Henry Najoan mengatakan, isi draf perubahan PP 109/2012 cenderung pelarangan. Hal itu justru semakin restriktif terhadap kelangsungan iklim usaha industri hasil tembakau (IHT) legal di tanah air.
“Kalau mengacu ketentuan perundang-undangan, seharusnya dititiktekankan pada pengendalian, tetapi draf yang kami terima justru banyak yang bentuknya pelarangan,” terang Henry Najoan dalam keterangannya, Jumat (3/3).

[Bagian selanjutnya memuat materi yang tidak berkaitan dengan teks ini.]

//! Common free time across several users' weekly timetables.
//!
//! Times are handled as minutes since midnight. A slot is free only when no
//! requested user is busy, inside the daily working window 08:00–22:00.

use std::collections::BTreeSet;

use chrono::{NaiveTime, Timelike};
use sqlx::PgPool;
use uuid::Uuid;

use crate::db::{schedules, with_transaction, RetryConfig, TxMode};
use crate::error::{AppError, AppResult};
use crate::models::BusyRow;

pub const DAYS_PER_WEEK: u8 = 7;

/// Range of minutes since midnight; `start < end` for a non-empty interval.
#[derive(Debug, Clone, Copy, PartialEq, Eq, PartialOrd, Ord)]
pub struct Interval {
    pub start: u16,
    pub end: u16,
}

impl Interval {
    pub const fn new(start: u16, end: u16) -> Self {
        Self { start, end }
    }

    pub fn from_times(start: NaiveTime, end: NaiveTime) -> Self {
        Self::new(minute_of_day(start), minute_of_day(end))
    }

    pub fn is_empty(&self) -> bool {
        self.start >= self.end
    }

    fn clip_to(&self, window: Interval) -> Interval {
        Interval::new(self.start.max(window.start), self.end.min(window.end))
    }
}

pub const WORKING_WINDOW: Interval = Interval::new(8 * 60, 22 * 60);

#[derive(Debug, Clone, Copy, PartialEq, Eq)]
pub struct FreeSlot {
    pub day: u8,
    pub range: Interval,
}

impl FreeSlot {
    pub fn start_time(&self) -> String {
        format_minutes(self.range.start)
    }

    pub fn end_time(&self) -> String {
        format_minutes(self.range.end)
    }
}

pub fn minute_of_day(t: NaiveTime) -> u16 {
    (t.hour() * 60 + t.minute()) as u16
}

/// `HH:MM`, 24-hour.
pub fn format_minutes(minutes: u16) -> String {
    format!("{:02}:{:02}", minutes / 60, minutes % 60)
}

/// Parses `HH:MM`; a trailing `:SS` is accepted and dropped.
pub fn parse_clock(s: &str) -> AppResult<NaiveTime> {
    let s = s.trim();
    NaiveTime::parse_from_str(s, "%H:%M")
        .or_else(|_| NaiveTime::parse_from_str(s, "%H:%M:%S"))
        .map(|t| t.with_second(0).unwrap_or(t))
        .map_err(|_| AppError::InvalidArgument(format!("invalid time '{}': expected HH:MM", s)))
}

/// Sorts and merges intervals; overlapping and touching ones collapse together.
pub fn merge_busy(mut intervals: Vec<Interval>) -> Vec<Interval> {
    intervals.retain(|i| !i.is_empty());
    intervals.sort();

    let mut merged: Vec<Interval> = Vec::with_capacity(intervals.len());
    for next in intervals {
        match merged.last_mut() {
            Some(current) if next.start <= current.end => {
                current.end = current.end.max(next.end);
            }
            _ => merged.push(next),
        }
    }
    merged
}

/// Gaps of `window` not covered by `busy`, which must already be merged.
pub fn gaps_in_window(window: Interval, busy: &[Interval]) -> Vec<Interval> {
    let mut free = Vec::new();
    let mut cursor = window.start;

    for interval in busy.iter().map(|b| b.clip_to(window)) {
        if interval.is_empty() {
            continue;
        }
        if interval.start > cursor {
            free.push(Interval::new(cursor, interval.start));
        }
        cursor = cursor.max(interval.end);
    }
    if window.end > cursor {
        free.push(Interval::new(cursor, window.end));
    }
    free
}

/// Free slots of `days`, in day order, from everyone's busy rows.
pub fn free_slots(busy: &[BusyRow], days: &[u8]) -> Vec<FreeSlot> {
    days.iter()
        .flat_map(|&day| {
            let intervals = busy
                .iter()
                .filter(|row| row.day_of_week == i16::from(day))
                .map(|row| Interval::from_times(row.start_time, row.end_time))
                .collect();
            gaps_in_window(WORKING_WINDOW, &merge_busy(intervals))
                .into_iter()
                .map(move |range| FreeSlot { day, range })
        })
        .collect()
}

/// The requested day alone, or the whole week.
pub fn requested_days(day: Option<i32>) -> AppResult<Vec<u8>> {
    match day {
        None => Ok((0..DAYS_PER_WEEK).collect()),
        Some(d) if (0..i32::from(DAYS_PER_WEEK)).contains(&d) => Ok(vec![d as u8]),
        Some(d) => Err(AppError::InvalidArgument(format!(
            "day_of_week must be between 0 and 6 (got {})",
            d
        ))),
    }
}

/// Parses every identifier, adds the caller and removes duplicates.
pub fn resolve_user_ids(raw: &[String], caller: Uuid) -> AppResult<Vec<Uuid>> {
    let mut ids = BTreeSet::new();
    ids.insert(caller);
    for s in raw {
        let id = Uuid::parse_str(s.trim())
            .map_err(|_| AppError::InvalidArgument(format!("invalid user id '{}'", s)))?;
        ids.insert(id);
    }
    Ok(ids.into_iter().collect())
}

/// Free slots shared by `caller` and every user in `user_ids`.
///
/// Input is fully validated before the store is read; all schedules are read
/// from one snapshot.
pub async fn compute_free_slots(
    pool: &PgPool,
    retry: &RetryConfig,
    caller: Uuid,
    user_ids: &[String],
    day: Option<i32>,
) -> AppResult<Vec<FreeSlot>> {
    let users = resolve_user_ids(user_ids, caller)?;
    let days = requested_days(day)?;
    let day_filter = day.map(|d| d as i16);

    let busy = with_transaction(pool, TxMode::ReadOnlySnapshot, retry, |conn| {
        let users = users.clone();
        Box::pin(async move { schedules::busy_rows_for_users(conn, &users, day_filter).await })
    })
    .await?;

    let slots = free_slots(&busy, &days);
    tracing::debug!(
        "Free slots for {} users over {} days: {} busy rows -> {} slots",
        users.len(),
        days.len(),
        busy.len(),
        slots.len()
    );
    Ok(slots)
}

#[cfg(test)]
mod tests {
    use super::*;

    fn hm(s: &str) -> u16 {
        minute_of_day(parse_clock(s).unwrap())
    }

    fn iv(start: &str, end: &str) -> Interval {
        Interval::new(hm(start), hm(end))
    }

    fn row(day: i16, start: &str, end: &str) -> BusyRow {
        BusyRow {
            day_of_week: day,
            start_time: parse_clock(start).unwrap(),
            end_time: parse_clock(end).unwrap(),
        }
    }

    fn rendered(slots: &[FreeSlot]) -> Vec<(u8, String, String)> {
        slots
            .iter()
            .map(|s| (s.day, s.start_time(), s.end_time()))
            .collect()
    }

    #[test]
    fn test_touching_intervals_merge() {
        let merged = merge_busy(vec![iv("08:00", "10:00"), iv("10:00", "12:00")]);
        assert_eq!(merged, vec![iv("08:00", "12:00")]);
        assert_eq!(gaps_in_window(WORKING_WINDOW, &merged), vec![iv("12:00", "22:00")]);
    }

    #[test]
    fn test_overlapping_intervals_from_two_users_merge() {
        let busy = [row(2, "09:00", "11:00"), row(2, "10:30", "13:00")];
        let merged = merge_busy(
            busy.iter()
                .map(|r| Interval::from_times(r.start_time, r.end_time))
                .collect(),
        );
        assert_eq!(merged, vec![iv("09:00", "13:00")]);

        let slots = free_slots(&busy, &[2]);
        assert_eq!(
            rendered(&slots),
            vec![
                (2, "08:00".to_string(), "09:00".to_string()),
                (2, "13:00".to_string(), "22:00".to_string()),
            ]
        );
    }

    #[test]
    fn test_empty_day_is_whole_window() {
        let slots = free_slots(&[], &[4]);
        assert_eq!(rendered(&slots), vec![(4, "08:00".to_string(), "22:00".to_string())]);
    }

    #[test]
    fn test_contained_interval_absorbed() {
        let merged = merge_busy(vec![iv("09:00", "15:00"), iv("10:00", "11:00")]);
        assert_eq!(merged, vec![iv("09:00", "15:00")]);
    }

    #[test]
    fn test_unsorted_input() {
        let merged = merge_busy(vec![
            iv("14:00", "15:00"),
            iv("09:00", "10:00"),
            iv("09:30", "09:45"),
        ]);
        assert_eq!(merged, vec![iv("09:00", "10:00"), iv("14:00", "15:00")]);
    }

    #[test]
    fn test_zero_length_gaps_not_emitted() {
        let busy = merge_busy(vec![iv("08:00", "09:00"), iv("20:00", "22:00")]);
        assert_eq!(gaps_in_window(WORKING_WINDOW, &busy), vec![iv("09:00", "20:00")]);

        let full = merge_busy(vec![iv("07:00", "23:00")]);
        assert!(gaps_in_window(WORKING_WINDOW, &full).is_empty());
    }

    #[test]
    fn test_intervals_outside_window_are_clipped() {
        let busy = merge_busy(vec![
            iv("06:00", "09:00"),
            iv("12:00", "13:00"),
            iv("22:30", "23:30"),
        ]);
        assert_eq!(
            gaps_in_window(WORKING_WINDOW, &busy),
            vec![iv("09:00", "12:00"), iv("13:00", "22:00")]
        );
    }

    #[test]
    fn test_every_day_in_order() {
        let busy = [row(6, "08:00", "22:00"), row(0, "12:00", "13:00")];
        let slots = free_slots(&busy, &requested_days(None).unwrap());

        let days: Vec<u8> = slots.iter().map(|s| s.day).collect();
        assert_eq!(days, vec![0, 0, 1, 2, 3, 4, 5]);
        assert_eq!(slots[0].end_time(), "12:00");
        assert_eq!(slots[1].start_time(), "13:00");
    }

    #[test]
    fn test_other_days_ignored() {
        let busy = [row(1, "09:00", "17:00")];
        let slots = free_slots(&busy, &[3]);
        assert_eq!(rendered(&slots), vec![(3, "08:00".to_string(), "22:00".to_string())]);
    }

    #[test]
    fn test_requested_days_validation() {
        assert_eq!(requested_days(Some(3)).unwrap(), vec![3]);
        assert_eq!(requested_days(None).unwrap().len(), 7);
        assert!(matches!(requested_days(Some(7)), Err(AppError::InvalidArgument(_))));
        assert!(matches!(requested_days(Some(-1)), Err(AppError::InvalidArgument(_))));
    }

    #[test]
    fn test_malformed_user_id_fails_whole_request() {
        let caller = Uuid::new_v4();
        let raw = vec![Uuid::new_v4().to_string(), "not-a-uuid".to_string()];
        assert!(matches!(
            resolve_user_ids(&raw, caller),
            Err(AppError::InvalidArgument(_))
        ));
    }

    #[test]
    fn test_user_ids_include_caller_once() {
        let caller = Uuid::new_v4();
        let friend = Uuid::new_v4();
        let raw = vec![
            friend.to_string(),
            caller.to_string(),
            format!(" {} ", friend),
        ];
        let ids = resolve_user_ids(&raw, caller).unwrap();
        assert_eq!(ids.len(), 2);
        assert!(ids.contains(&caller));
        assert!(ids.contains(&friend));
    }

    #[test]
    fn test_parse_clock() {
        assert_eq!(format_minutes(hm("09:05")), "09:05");
        assert_eq!(format_minutes(hm("21:30:00")), "21:30");
        assert!(matches!(parse_clock("25:00"), Err(AppError::InvalidArgument(_))));
        assert!(matches!(parse_clock("nine"), Err(AppError::InvalidArgument(_))));
        assert!(parse_clock("").is_err());
    }
}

Baca Juga: PMI Manufaktur Indonesia Diyakini Bakal Terkerek Memen Ramadan dan Lebaran
Saat ini, menurut Henry Najoan, iklim usaha IHT legal tidak sedang baik-baik saja. Pasalnya, kenaikan tarif cukai dan harga rokok yang terjadi hampir setiap tahunnya justru banyak menyebabkan trade off, kenaikan tarif cukai dan harga rokok yang eksesif setiap tahunnya lebih banyak berdampak pada penurunan jumlah pabrikan rokok dan peningkatan peredaran rokok ilegal dibandingkan dengan penurunan jumlah prevalensi merokok secara umum.
Merujuk kajian GAPPRI, bahwa tekanan untuk terus menaikkan CHT secara eksesif disebabkan oleh pemahaman bahwa harga rokok di Indonesia dipersepsikan rendah atau murah. Kampanye kesehatan secara berlebihan mendesak agar pengendalian prevalensi rokok dilakukan melalui kenaikan CHT yang eksesif dan penyederhanaan layer CHT.
“Padahal, berbagai studi menunjukkan bahwa keterjangkauan rokok di Indonesia termasuk yang paling tidak terjangkau. Artinya fungsi pengendalian konsumsi IHT legal melalui formulasi kebijakan CHT yang eksesif selama ini ternyata tidak efektif,” tegas Henry Najoan.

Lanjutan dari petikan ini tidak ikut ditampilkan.